**WORK TO BE COMPLETED:** Output all records precisely as written.

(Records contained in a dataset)

[Start of Attachment]

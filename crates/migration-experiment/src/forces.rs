//! Force evaluation: the compute tasks that sit on the consumer side of the boxes.
//!
//! A [`ForceTask`] holds one position handle and one force handle per patch it
//! touches. Each step it retrieves every patch's positions, evaluates pair
//! forces with its [`ForceField`], and deposits one force list per patch. It
//! never sees a patch directly.

use std::sync::Arc;

use anyhow::{Context, Result};

use patch_kernel::{
    BoxHandle, CompAtom, ComputeId, ForceBox, ForceDeposit, ForceKind, Patch, PatchId,
    PositionBox, Vector,
};

use crate::decomposition::{Decomposition, TaskSpec};

/// Pairwise force law.
pub trait ForceField: Send + Sync {
    /// Name for logging.
    fn name(&self) -> &str;

    /// Channel the forces are deposited into.
    fn channel(&self) -> ForceKind {
        ForceKind::Nonbonded
    }

    /// Force on particle i from particle j, given the displacement `x_i - x_j`.
    ///
    /// Must be antisymmetric: swapping i and j negates the result.
    fn pair_force(&self, displacement: Vector) -> Vector;
}

/// Repulsive soft spring: `k (r_c - r)` along the separation, zero past `r_c`.
#[derive(Debug, Clone, Copy)]
pub struct SoftSpring {
    pub k: f64,
    pub cutoff: f64,
}

impl ForceField for SoftSpring {
    fn name(&self) -> &str {
        "soft-spring"
    }

    fn pair_force(&self, d: Vector) -> Vector {
        let r2 = d[0] * d[0] + d[1] * d[1] + d[2] * d[2];
        if r2 == 0.0 || r2 >= self.cutoff * self.cutoff {
            return [0.0; 3];
        }
        let r = r2.sqrt();
        let scale = self.k * (self.cutoff - r) / r;
        [scale * d[0], scale * d[1], scale * d[2]]
    }
}

struct Endpoint {
    patch: PatchId,
    positions: PositionBox,
    forces: ForceBox,
    position_handle: BoxHandle,
    force_handle: BoxHandle,
}

/// What one task did in one step.
#[derive(Debug, Clone, Copy, Default, PartialEq)]
pub struct TaskStats {
    pub pairs_evaluated: usize,
    pub pairs_interacting: usize,
}

/// One self or pair compute.
pub struct ForceTask {
    id: ComputeId,
    endpoints: Vec<Endpoint>,
}

impl std::fmt::Debug for ForceTask {
    fn fmt(&self, f: &mut std::fmt::Formatter<'_>) -> std::fmt::Result {
        f.debug_struct("ForceTask")
            .field("id", &self.id)
            .field(
                "patches",
                &self.endpoints.iter().map(|e| e.patch).collect::<Vec<_>>(),
            )
            .finish()
    }
}

impl ForceTask {
    /// Register with every patch the task touches.
    ///
    /// `patches` must contain every patch named in `spec`.
    pub fn register(spec: &TaskSpec, patches: &mut [Patch]) -> Result<Self> {
        let mut endpoints = Vec::with_capacity(spec.patches.len());
        for &patch_id in &spec.patches {
            let patch = patches
                .iter_mut()
                .find(|p| p.id() == patch_id)
                .with_context(|| format!("task {} names unknown patch {}", spec.id, patch_id))?;
            endpoints.push(Endpoint {
                patch: patch_id,
                position_handle: patch.register_position_pickup(spec.id)?,
                force_handle: patch.register_force_deposit(spec.id)?,
                positions: patch.position_box(),
                forces: patch.force_box(),
            });
        }
        Ok(Self {
            id: spec.id,
            endpoints,
        })
    }

    pub fn id(&self) -> ComputeId {
        self.id
    }

    /// Give every handle back to its patch.
    pub fn unregister(self, patches: &mut [Patch]) -> Result<()> {
        for endpoint in self.endpoints {
            let patch = patches
                .iter_mut()
                .find(|p| p.id() == endpoint.patch)
                .with_context(|| format!("unknown patch {}", endpoint.patch))?;
            patch.unregister_position_pickup(endpoint.position_handle)?;
            patch.unregister_force_deposit(endpoint.force_handle)?;
        }
        Ok(())
    }

    /// Retrieve, evaluate, deposit. One call per step.
    pub fn run(&self, field: &dyn ForceField, decomposition: &Decomposition) -> Result<TaskStats> {
        let mut positions: Vec<Arc<Vec<CompAtom>>> = Vec::with_capacity(self.endpoints.len());
        for endpoint in &self.endpoints {
            positions.push(endpoint.positions.retrieve(&endpoint.position_handle)?);
        }

        let mut forces: Vec<Vec<Vector>> = positions
            .iter()
            .map(|atoms| vec![[0.0; 3]; atoms.len()])
            .collect();
        let mut stats = TaskStats::default();

        let mut interact = |a: usize, i: usize, b: usize, j: usize, forces: &mut Vec<Vec<Vector>>| {
            let d = decomposition.minimum_image(positions[a][i].position, positions[b][j].position);
            let f = field.pair_force(d);
            stats.pairs_evaluated += 1;
            if f != [0.0; 3] {
                stats.pairs_interacting += 1;
                for axis in 0..3 {
                    forces[a][i][axis] += f[axis];
                    forces[b][j][axis] -= f[axis];
                }
            }
        };

        match positions.len() {
            1 => {
                let n = positions[0].len();
                for i in 0..n {
                    for j in i + 1..n {
                        interact(0, i, 0, j, &mut forces);
                    }
                }
            }
            _ => {
                let (n0, n1) = (positions[0].len(), positions[1].len());
                for i in 0..n0 {
                    for j in 0..n1 {
                        interact(0, i, 1, j, &mut forces);
                    }
                }
            }
        }

        let channel = field.channel();
        for (endpoint, forces) in self.endpoints.iter().zip(forces) {
            endpoint.forces.deposit(
                &endpoint.force_handle,
                ForceDeposit {
                    kind: channel,
                    forces,
                },
            )?;
        }

        tracing::trace!(
            task = %self.id,
            field = field.name(),
            pairs = stats.pairs_evaluated,
            interacting = stats.pairs_interacting,
            "Force task finished"
        );
        Ok(stats)
    }
}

[End of Attachment]

**RESULT FOR THIS TASK:**
filename crates/migration-experiment/src/forces.rs
//! Force evaluation: the compute tasks that sit on the consumer side of the boxes.
//!
//! A [`ForceTask`] holds one position handle and one force handle per patch it
//! touches. Each step it retrieves every patch's positions, evaluates pair
//! forces with its [`ForceField`], and deposits one force list per patch. It
//! never sees a patch directly.

use std::sync::Arc;

use anyhow::{Context, Result};

use patch_kernel::{
    BoxHandle, CompAtom, ComputeId, ForceBox, ForceDeposit, ForceKind, Patch, PatchId,
    PositionBox, Vector,
};

use crate::decomposition::{Decomposition, TaskSpec};

/// Pairwise force law.
pub trait ForceField: Send + Sync {
    /// Name for logging.
    fn name(&self) -> &str;

    /// Channel the forces are deposited into.
    fn channel(&self) -> ForceKind {
        ForceKind::Nonbonded
    }

    /// Force on particle i from particle j, given the displacement `x_i - x_j`.
    ///
    /// Must be antisymmetric: swapping i and j negates the result.
    fn pair_force(&self, displacement: Vector) -> Vector;
}

/// Repulsive soft spring: `k (r_c - r)` along the separation, zero past `r_c`.
#[derive(Debug, Clone, Copy)]
pub struct SoftSpring {
    pub k: f64,
    pub cutoff: f64,
}

impl ForceField for SoftSpring {
    fn name(&self) -> &str {
        "soft-spring"
    }

    fn pair_force(&self, d: Vector) -> Vector {
        let r2 = d[0] * d[0] + d[1] * d[1] + d[2] * d[2];
        if r2 == 0.0 || r2 >= self.cutoff * self.cutoff {
            return [0.0; 3];
        }
        let r = r2.sqrt();
        let scale = self.k * (self.cutoff - r) / r;
        [scale * d[0], scale * d[1], scale * d[2]]
    }
}

struct Endpoint {
    patch: PatchId,
    positions: PositionBox,
    forces: ForceBox,
    position_handle: BoxHandle,
    force_handle: BoxHandle,
}

/// What one task did in one step.
#[derive(Debug, Clone, Copy, Default, PartialEq)]
pub struct TaskStats {
    pub pairs_evaluated: usize,
    pub pairs_interacting: usize,
}

/// One self or pair compute.
pub struct ForceTask {
    id: ComputeId,
    endpoints: Vec<Endpoint>,
}

impl std::fmt::Debug for ForceTask {
    fn fmt(&self, f: &mut std::fmt::Formatter<'_>) -> std::fmt::Result {
        f.debug_struct("ForceTask")
            .field("id", &self.id)
            .field(
                "patches",
                &self.endpoints.iter().map(|e| e.patch).collect::<Vec<_>>(),
            )
            .finish()
    }
}

impl ForceTask {
    /// Register with every patch the task touches.
    ///
    /// `patches` must contain every patch named in `spec`.
    pub fn register(spec: &TaskSpec, patches: &mut [Patch]) -> Result<Self> {
        let mut endpoints = Vec::with_capacity(spec.patches.len());
        for &patch_id in &spec.patches {
            let patch = patches
                .iter_mut()
                .find(|p| p.id() == patch_id)
                .with_context(|| format!("task {} names unknown patch {}", spec.id, patch_id))?;
            endpoints.push(Endpoint {
                patch: patch_id,
                position_handle: patch.register_position_pickup(spec.id)?,
                force_handle: patch.register_force_deposit(spec.id)?,
                positions: patch.position_box(),
                forces: patch.force_box(),
            });
        }
        Ok(Self {
            id: spec.id,
            endpoints,
        })
    }

    pub fn id(&self) -> ComputeId {
        self.id
    }

    /// Give every handle back to its patch.
    pub fn unregister(self, patches: &mut [Patch]) -> Result<()> {
        for endpoint in self.endpoints {
            let patch = patches
                .iter_mut()
                .find(|p| p.id() == endpoint.patch)
                .with_context(|| format!("unknown patch {}", endpoint.patch))?;
            patch.unregister_position_pickup(endpoint.position_handle)?;
            patch.unregister_force_deposit(endpoint.force_handle)?;
        }
        Ok(())
    }

    /// Retrieve, evaluate, deposit. One call per step.
    pub fn run(&self, field: &dyn ForceField, decomposition: &Decomposition) -> Result<TaskStats> {
        let mut positions: Vec<Arc<Vec<CompAtom>>> = Vec::with_capacity(self.endpoints.len());
        for endpoint in &self.endpoints {
            positions.push(endpoint.positions.retrieve(&endpoint.position_handle)?);
        }

        let mut forces: Vec<Vec<Vector>> = positions
            .iter()
            .map(|atoms| vec![[0.0; 3]; atoms.len()])
            .collect();
        let mut stats = TaskStats::default();

        let mut interact = |a: usize, i: usize, b: usize, j: usize, forces: &mut Vec<Vec<Vector>>| {
            let d = decomposition.minimum_image(positions[a][i].position, positions[b][j].position);
            let f = field.pair_force(d);
            stats.pairs_evaluated += 1;
            if f != [0.0; 3] {
                stats.pairs_interacting += 1;
                for axis in 0..3 {
                    forces[a][i][axis] += f[axis];
                    forces[b][j][axis] -= f[axis];
                }
            }
        };

        match positions.len() {
            1 => {
                let n = positions[0].len();
                for i in 0..n {
                    for j in i + 1..n {
                        interact(0, i, 0, j, &mut forces);
                    }
                }
            }
            _ => {
                let (n0, n1) = (positions[0].len(), positions[1].len());
                for i in 0..n0 {
                    for j in 0..n1 {
                        interact(0, i, 1, j, &mut forces);
                    }
                }
            }
        }

        let channel = field.channel();
        for (endpoint, forces) in self.endpoints.iter().zip(forces) {
            endpoint.forces.deposit(
                &endpoint.force_handle,
                ForceDeposit {
                    kind: channel,
                    forces,
                },
            )?;
        }

        tracing::trace!(
            task = %self.id,
            field = field.name(),
            pairs = stats.pairs_evaluated,
            interacting = stats.pairs_interacting,
            "Force task finished"
        );
        Ok(stats)
    }
}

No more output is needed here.